_EXERCISE_
Line by line, reproduce the material below exactly.

★ ★ ★ ★ ★ ★ ★

//! KneeSpa command creator
//!
//! Builds the single-line ASCII commands understood by the rig's
//! microcontroller and parses them back (for transcript replay and the
//! simulated rig).

use kneespa_core::units::{to_device_code, ActuatorCalibration, MoveStyle};
use kneespa_core::{Actuator, CodecError, Direction, ProtocolError, SpeedClass};
use std::fmt;

/// Where a move should go
#[derive(Debug, Clone, Copy, PartialEq)]
pub enum MoveTarget {
    /// Physical value, sent as `A<addr><value>`
    Absolute(f64),
    /// Preset position code, sent as `K<code>`
    Preset(i32),
    /// Position code for an indexed slot, sent as `I1<slot><code>`
    Indexed(i32),
    /// Continuous jog, sent as `E<addr><sign><speed>`
    Jog(Direction),
}

/// One command to the device
#[derive(Debug, Clone, PartialEq)]
pub enum Command {
    /// Move an actuator
    Move {
        /// Actuator to move.
        actuator: Actuator,
        /// Destination.
        target: MoveTarget,
        /// Speed class; only jog moves carry it on the wire.
        speed: SpeedClass,
    },
    /// Stop all motion (`X`)
    Stop,
    /// Re-home one actuator (`R<addr>`)
    Reset(Actuator),
    /// Load cell calibration value (`L0<value>`)
    Calibrate(i32),
    /// Zero marks for the axial and horizontal drives (`L5<a> <b>`)
    ZeroMarks {
        /// Axial zero code.
        a: i32,
        /// Horizontal zero code.
        b: i32,
    },
    /// Request a pressure reading (`L4`)
    MeasurePressure,
    /// Request a status report (`L6`)
    QueryStatus,
    /// Reset the controller (`Y`)
    ResetDevice,
}

impl Command {
    /// Jog an actuator in a direction
    pub fn jog(actuator: Actuator, direction: Direction, speed: SpeedClass) -> Self {
        Command::Move {
            actuator,
            target: MoveTarget::Jog(direction),
            speed,
        }
    }

    /// Setpoint move to a physical value, using the actuator's move style
    ///
    /// The value is rounded and checked against the soft limits first.
    pub fn move_to(
        calibration: &ActuatorCalibration,
        value: f64,
        speed: SpeedClass,
    ) -> Result<Self, ProtocolError> {
        let target = match calibration.move_style {
            MoveStyle::Absolute => MoveTarget::Absolute(calibration.check(value)?),
            MoveStyle::Preset => MoveTarget::Preset(to_device_code(calibration, value)?),
            MoveStyle::Indexed => MoveTarget::Indexed(to_device_code(calibration, value)?),
            MoveStyle::Jog => {
                return Err(ProtocolError::InvalidParams {
                    param: calibration.actuator.to_string(),
                    reason: "actuator only accepts jog moves".to_string(),
                })
            }
        };
        Ok(Command::Move {
            actuator: calibration.actuator,
            target,
            speed,
        })
    }

    /// Wire text without the line terminator
    pub fn encode(&self) -> String {
        match self {
            Command::Move {
                actuator,
                target,
                speed,
            } => match target {
                MoveTarget::Absolute(value) => format!("A{}{:.1}", actuator.address(), value),
                MoveTarget::Preset(code) => format!("K{}", code),
                MoveTarget::Indexed(code) => format!("I1{}{}", actuator.slot(), code),
                MoveTarget::Jog(direction) => format!(
                    "E{}{}{:02}",
                    actuator.address(),
                    direction.sign(),
                    speed.code()
                ),
            },
            Command::Stop => "X".to_string(),
            Command::Reset(actuator) => format!("R{}", actuator.address()),
            Command::Calibrate(value) => format!("L0{}", value),
            Command::ZeroMarks { a, b } => format!("L5{:3} {:3}", a, b),
            Command::MeasurePressure => "L4".to_string(),
            Command::QueryStatus => "L6".to_string(),
            Command::ResetDevice => "Y".to_string(),
        }
    }

    /// Wire text including the `\n` terminator
    pub fn to_line(&self) -> String {
        let mut line = self.encode();
        line.push('\n');
        line
    }

    /// Parse a command line as written by [`Command::encode`]
    ///
    /// `K` presets always address the lateral drive, and speed is only
    /// recovered for jogs.
    pub fn from_wire(line: &str) -> Result<Self, CodecError> {
        let line = line.trim();
        let bad = |reason: &str| CodecError::malformed(line, reason);

        let mut chars = line.chars();
        let prefix = chars.next().ok_or_else(|| bad("empty command"))?;
        let rest = chars.as_str();

        match prefix {
            'X' if rest.is_empty() => Ok(Command::Stop),
            'Y' if rest.is_empty() => Ok(Command::ResetDevice),
            'A' => {
                let (actuator, value) = split_address(rest).ok_or_else(|| bad("bad address"))?;
                let value: f64 = value.parse().map_err(|_| bad("bad value"))?;
                Ok(Command::Move {
                    actuator,
                    target: MoveTarget::Absolute(value),
                    speed: SpeedClass::default(),
                })
            }
            'K' => {
                let code = rest.parse().map_err(|_| bad("bad preset code"))?;
                Ok(Command::Move {
                    actuator: Actuator::C,
                    target: MoveTarget::Preset(code),
                    speed: SpeedClass::default(),
                })
            }
            'I' => {
                let rest = rest.strip_prefix('1').ok_or_else(|| bad("bad index bank"))?;
                let slot = rest
                    .get(..1)
                    .and_then(|s| s.parse::<u8>().ok())
                    .and_then(Actuator::from_slot)
                    .ok_or_else(|| bad("bad slot"))?;
                let code = rest[1..].parse().map_err(|_| bad("bad position code"))?;
                Ok(Command::Move {
                    actuator: slot,
                    target: MoveTarget::Indexed(code),
                    speed: SpeedClass::default(),
                })
            }
            'E' => {
                let (actuator, tail) = split_address(rest).ok_or_else(|| bad("bad address"))?;
                let direction = match tail.chars().next() {
                    Some('+') => Direction::Forward,
                    Some('-') => Direction::Reverse,
                    _ => return Err(bad("bad direction")),
                };
                let speed: u8 = tail[1..].parse().map_err(|_| bad("bad speed"))?;
                Ok(Command::jog(actuator, direction, SpeedClass::from_code(speed)))
            }
            'R' => {
                let (actuator, tail) = split_address(rest).ok_or_else(|| bad("bad address"))?;
                if !tail.is_empty() {
                    return Err(bad("trailing characters"));
                }
                Ok(Command::Reset(actuator))
            }
            'L' => match rest.get(..1) {
                Some("0") => {
                    let value = rest[1..].parse().map_err(|_| bad("bad calibration"))?;
                    Ok(Command::Calibrate(value))
                }
                Some("4") if rest.len() == 1 => Ok(Command::MeasurePressure),
                Some("6") if rest.len() == 1 => Ok(Command::QueryStatus),
                Some("5") => {
                    let fields: Vec<&str> = rest[1..].split_whitespace().collect();
                    match fields.as_slice() {
                        [a, b] => Ok(Command::ZeroMarks {
                            a: a.parse().map_err(|_| bad("bad zero mark"))?,
                            b: b.parse().map_err(|_| bad("bad zero mark"))?,
                        }),
                        _ => Err(bad("expected two zero marks")),
                    }
                }
                _ => Err(bad("unknown L command")),
            },
            _ => Err(bad("unknown command")),
        }
    }
}

impl fmt::Display for Command {
    fn fmt(&self, f: &mut fmt::Formatter<'_>) -> fmt::Result {
        write!(f, "{}", self.encode())
    }
}

fn split_address(s: &str) -> Option<(Actuator, &str)> {
    let address = s.get(..2)?.parse::<u8>().ok()?;
    Some((Actuator::from_address(address)?, &s[2..]))
}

★ ★ ★ ★ ★ ★ ★

_RESULT OF THE EXERCISE_
//! KneeSpa command creator
//!
//! Builds the single-line ASCII commands understood by the rig's
//! microcontroller and parses them back (for transcript replay and the
//! simulated rig).

use kneespa_core::units::{to_device_code, ActuatorCalibration, MoveStyle};
use kneespa_core::{Actuator, CodecError, Direction, ProtocolError, SpeedClass};
use std::fmt;

/// Where a move should go
#[derive(Debug, Clone, Copy, PartialEq)]
pub enum MoveTarget {
    /// Physical value, sent as `A<addr><value>`
    Absolute(f64),
    /// Preset position code, sent as `K<code>`
    Preset(i32),
    /// Position code for an indexed slot, sent as `I1<slot><code>`
    Indexed(i32),
    /// Continuous jog, sent as `E<addr><sign><speed>`
    Jog(Direction),
}

/// One command to the device
#[derive(Debug, Clone, PartialEq)]
pub enum Command {
    /// Move an actuator
    Move {
        /// Actuator to move.
        actuator: Actuator,
        /// Destination.
        target: MoveTarget,
        /// Speed class; only jog moves carry it on the wire.
        speed: SpeedClass,
    },
    /// Stop all motion (`X`)
    Stop,
    /// Re-home one actuator (`R<addr>`)
    Reset(Actuator),
    /// Load cell calibration value (`L0<value>`)
    Calibrate(i32),
    /// Zero marks for the axial and horizontal drives (`L5<a> <b>`)
    ZeroMarks {
        /// Axial zero code.
        a: i32,
        /// Horizontal zero code.
        b: i32,
    },
    /// Request a pressure reading (`L4`)
    MeasurePressure,
    /// Request a status report (`L6`)
    QueryStatus,
    /// Reset the controller (`Y`)
    ResetDevice,
}

impl Command {
    /// Jog an actuator in a direction
    pub fn jog(actuator: Actuator, direction: Direction, speed: SpeedClass) -> Self {
        Command::Move {
            actuator,
            target: MoveTarget::Jog(direction),
            speed,
        }
    }

    /// Setpoint move to a physical value, using the actuator's move style
    ///
    /// The value is rounded and checked against the soft limits first.
    pub fn move_to(
        calibration: &ActuatorCalibration,
        value: f64,
        speed: SpeedClass,
    ) -> Result<Self, ProtocolError> {
        let target = match calibration.move_style {
            MoveStyle::Absolute => MoveTarget::Absolute(calibration.check(value)?),
            MoveStyle::Preset => MoveTarget::Preset(to_device_code(calibration, value)?),
            MoveStyle::Indexed => MoveTarget::Indexed(to_device_code(calibration, value)?),
            MoveStyle::Jog => {
                return Err(ProtocolError::InvalidParams {
                    param: calibration.actuator.to_string(),
                    reason: "actuator only accepts jog moves".to_string(),
                })
            }
        };
        Ok(Command::Move {
            actuator: calibration.actuator,
            target,
            speed,
        })
    }

    /// Wire text without the line terminator
    pub fn encode(&self) -> String {
        match self {
            Command::Move {
                actuator,
                target,
                speed,
            } => match target {
                MoveTarget::Absolute(value) => format!("A{}{:.1}", actuator.address(), value),
                MoveTarget::Preset(code) => format!("K{}", code),
                MoveTarget::Indexed(code) => format!("I1{}{}", actuator.slot(), code),
                MoveTarget::Jog(direction) => format!(
                    "E{}{}{:02}",
                    actuator.address(),
                    direction.sign(),
                    speed.code()
                ),
            },
            Command::Stop => "X".to_string(),
            Command::Reset(actuator) => format!("R{}", actuator.address()),
            Command::Calibrate(value) => format!("L0{}", value),
            Command::ZeroMarks { a, b } => format!("L5{:3} {:3}", a, b),
            Command::MeasurePressure => "L4".to_string(),
            Command::QueryStatus => "L6".to_string(),
            Command::ResetDevice => "Y".to_string(),
        }
    }

    /// Wire text including the `\n` terminator
    pub fn to_line(&self) -> String {
        let mut line = self.encode();
        line.push('\n');
        line
    }

    /// Parse a command line as written by [`Command::encode`]
    ///
    /// `K` presets always address the lateral drive, and speed is only
    /// recovered for jogs.
    pub fn from_wire(line: &str) -> Result<Self, CodecError> {
        let line = line.trim();
        let bad = |reason: &str| CodecError::malformed(line, reason);

        let mut chars = line.chars();
        let prefix = chars.next().ok_or_else(|| bad("empty command"))?;
        let rest = chars.as_str();

        match prefix {
            'X' if rest.is_empty() => Ok(Command::Stop),
            'Y' if rest.is_empty() => Ok(Command::ResetDevice),
            'A' => {
                let (actuator, value) = split_address(rest).ok_or_else(|| bad("bad address"))?;
                let value: f64 = value.parse().map_err(|_| bad("bad value"))?;
                Ok(Command::Move {
                    actuator,
                    target: MoveTarget::Absolute(value),
                    speed: SpeedClass::default(),
                })
            }
            'K' => {
                let code = rest.parse().map_err(|_| bad("bad preset code"))?;
                Ok(Command::Move {
                    actuator: Actuator::C,
                    target: MoveTarget::Preset(code),
                    speed: SpeedClass::default(),
                })
            }
            'I' => {
                let rest = rest.strip_prefix('1').ok_or_else(|| bad("bad index bank"))?;
                let slot = rest
                    .get(..1)
                    .and_then(|s| s.parse::<u8>().ok())
                    .and_then(Actuator::from_slot)
                    .ok_or_else(|| bad("bad slot"))?;
                let code = rest[1..].parse().map_err(|_| bad("bad position code"))?;
                Ok(Command::Move {
                    actuator: slot,
                    target: MoveTarget::Indexed(code),
                    speed: SpeedClass::default(),
                })
            }
            'E' => {
                let (actuator, tail) = split_address(rest).ok_or_else(|| bad("bad address"))?;
                let direction = match tail.chars().next() {
                    Some('+') => Direction::Forward,
                    Some('-') => Direction::Reverse,
                    _ => return Err(bad("bad direction")),
                };
                let speed: u8 = tail[1..].parse().map_err(|_| bad("bad speed"))?;
                Ok(Command::jog(actuator, direction, SpeedClass::from_code(speed)))
            }
            'R' => {
                let (actuator, tail) = split_address(rest).ok_or_else(|| bad("bad address"))?;
                if !tail.is_empty() {
                    return Err(bad("trailing characters"));
                }
                Ok(Command::Reset(actuator))
            }
            'L' => match rest.get(..1) {
                Some("0") => {
                    let value = rest[1..].parse().map_err(|_| bad("bad calibration"))?;
                    Ok(Command::Calibrate(value))
                }
                Some("4") if rest.len() == 1 => Ok(Command::MeasurePressure),
                Some("6") if rest.len() == 1 => Ok(Command::QueryStatus),
                Some("5") => {
                    let fields: Vec<&str> = rest[1..].split_whitespace().collect();
                    match fields.as_slice() {
                        [a, b] => Ok(Command::ZeroMarks {
                            a: a.parse().map_err(|_| bad("bad zero mark"))?,
                            b: b.parse().map_err(|_| bad("bad zero mark"))?,
                        }),
                        _ => Err(bad("expected two zero marks")),
                    }
                }
                _ => Err(bad("unknown L command")),
            },
            _ => Err(bad("unknown command")),
        }
    }
}

impl fmt::Display for Command {
    fn fmt(&self, f: &mut fmt::Formatter<'_>) -> fmt::Result {
        write!(f, "{}", self.encode())
    }
}

fn split_address(s: &str) -> Option<(Actuator, &str)> {
    let address = s.get(..2)?.parse::<u8>().ok()?;
    Some((Actuator::from_address(address)?, &s[2..]))
}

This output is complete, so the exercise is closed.